A line qualifies if it holds the string "FramedPacket". Copy every qualifying line from the records.

Collected data
.....

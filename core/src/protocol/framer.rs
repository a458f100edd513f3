use crate::prelude::FrameStatus;
use crate::protocol::header::{PacketHeader, HEADER_LEN, MAGIC_WORD};

/// One packet located inside the stream buffer.
#[derive(Debug, Clone, PartialEq)]
pub struct FramedPacket {
    pub header: PacketHeader,
    /// TLV bytes: header stripped, bounded by the declared packet length.
    pub payload: Vec<u8>,
    /// Buffer offset of the magic word.
    pub start: usize,
    /// Buffer offset just past this packet; leftover data begins here.
    pub end: usize,
}

/// Locates complete packets in a byte window. Never blocks and never fails:
/// anything short of a whole packet is `Incomplete`.
pub struct PacketFramer;

impl PacketFramer {
    pub fn find_magic(bytes: &[u8]) -> Option<usize> {
        bytes
            .windows(MAGIC_WORD.len())
            .position(|window| window == MAGIC_WORD)
    }

    pub fn frame(bytes: &[u8]) -> FrameStatus<FramedPacket> {
        let Some(start) = Self::find_magic(bytes) else {
            return FrameStatus::Incomplete;
        };
        let data = &bytes[start..];
        if data.len() < HEADER_LEN {
            return FrameStatus::Incomplete;
        }

        let header = match PacketHeader::parse(data) {
            Ok(header) => header,
            Err(err) => {
                log::debug!("header at offset {} not resolvable yet: {}", start, err);
                return FrameStatus::Incomplete;
            }
        };

        let total_len = header.total_len as usize;
        let header_len = header.encoded_len();
        if total_len > data.len() {
            return FrameStatus::Incomplete;
        }
        if total_len < header_len {
            log::warn!(
                "packet {} declares length {} shorter than its {}-byte header",
                header.frame_number,
                total_len,
                header_len
            );
            return FrameStatus::Incomplete;
        }

        FrameStatus::Complete(FramedPacket {
            header,
            payload: data[header_len..total_len].to_vec(),
            start,
            end: start + total_len,
        })
    }
}

#[cfg(test)]
mod tests {
    use super::*;
    use crate::protocol::buffer::ByteStreamBuffer;
    use crate::protocol::builder::PacketBuilder;
    use crate::protocol::header::EXTENDED_HEADER_LEN;
    use crate::protocol::tlv::TlvDecoder;

    fn sample_packet() -> Vec<u8> {
        PacketBuilder::new()
            .frame_number(42)
            .range_profile(&[100; 16])
            .padding(32)
            .build()
    }

    #[test]
    fn complete_packet_reports_leftover_offset() {
        let packet = sample_packet();
        let leftover = [0xAA, 0xBB, 0xCC];
        let mut bytes = packet.clone();
        bytes.extend_from_slice(&leftover);

        let framed = PacketFramer::frame(&bytes).complete().unwrap();
        assert_eq!(framed.header.frame_number, 42);
        assert_eq!(framed.start, 0);
        assert_eq!(framed.end, packet.len());
        assert_eq!(&bytes[framed.end..], &leftover);
        assert_eq!(framed.payload, packet[framed.header.encoded_len()..].to_vec());
    }

    #[test]
    fn garbage_prefix_is_skipped() {
        let packet = sample_packet();
        let mut bytes = vec![0x00, 0x13, 0x37, 0x02, 0x01, 0x04];
        let garbage = bytes.len();
        bytes.extend_from_slice(&packet);

        let alone = PacketFramer::frame(&packet).complete().unwrap();
        let resynced = PacketFramer::frame(&bytes).complete().unwrap();
        assert_eq!(resynced.header, alone.header);
        assert_eq!(resynced.payload, alone.payload);
        assert_eq!(resynced.start, garbage);
        assert_eq!(resynced.end, garbage + packet.len());
    }

    #[test]
    fn chunked_delivery_completes_only_on_last_chunk() {
        let packet = sample_packet();
        let whole = PacketFramer::frame(&packet).complete().unwrap();

        for chunk_size in [1, 7, 32, 33] {
            let mut buffer = ByteStreamBuffer::new();
            let chunks: Vec<&[u8]> = packet.chunks(chunk_size).collect();
            for (index, chunk) in chunks.iter().enumerate() {
                buffer.append(chunk);
                let status = PacketFramer::frame(buffer.as_slice());
                if index + 1 < chunks.len() {
                    assert_eq!(status, FrameStatus::Incomplete, "chunk size {}", chunk_size);
                } else {
                    assert_eq!(status, FrameStatus::Complete(whole.clone()));
                }
            }
        }
    }

    #[test]
    fn legacy_header_frames_and_decodes() {
        let packet = PacketBuilder::new()
            .version(0x0102_0005)
            .frame_number(7)
            .range_profile(&[9; 8])
            .padding(32)
            .build();

        let framed = PacketFramer::frame(&packet).complete().unwrap();
        assert_eq!(framed.header.sub_frame_number, None);
        assert_eq!(framed.header.encoded_len(), HEADER_LEN);
        assert_eq!(framed.payload.len(), packet.len() - HEADER_LEN);

        let decoded = TlvDecoder::new()
            .decode(&framed.header, &framed.payload)
            .unwrap()
            .complete()
            .unwrap();
        assert_eq!(decoded.header.frame_number, 7);
        assert_eq!(decoded.range_profile, Some(vec![9; 8]));
    }

    #[test]
    fn extended_header_carries_sub_frame() {
        let packet = PacketBuilder::new()
            .sub_frame_number(3)
            .range_profile(&[1; 4])
            .build();
        let framed = PacketFramer::frame(&packet).complete().unwrap();
        assert_eq!(framed.header.sub_frame_number, Some(3));
        assert_eq!(framed.payload.len(), packet.len() - EXTENDED_HEADER_LEN);
    }

    #[test]
    fn no_magic_is_incomplete() {
        assert_eq!(PacketFramer::frame(&[0u8; 128]), FrameStatus::Incomplete);
    }

    #[test]
    fn undersized_length_field_is_incomplete() {
        let mut packet = sample_packet();
        packet[12..16].copy_from_slice(&8u32.to_le_bytes());
        assert_eq!(PacketFramer::frame(&packet), FrameStatus::Incomplete);
    }
}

.....

• **OUTPUT FOR THIS TASK**:
pub struct FramedPacket {
    pub fn frame(bytes: &[u8]) -> FrameStatus<FramedPacket> {
        FrameStatus::Complete(FramedPacket {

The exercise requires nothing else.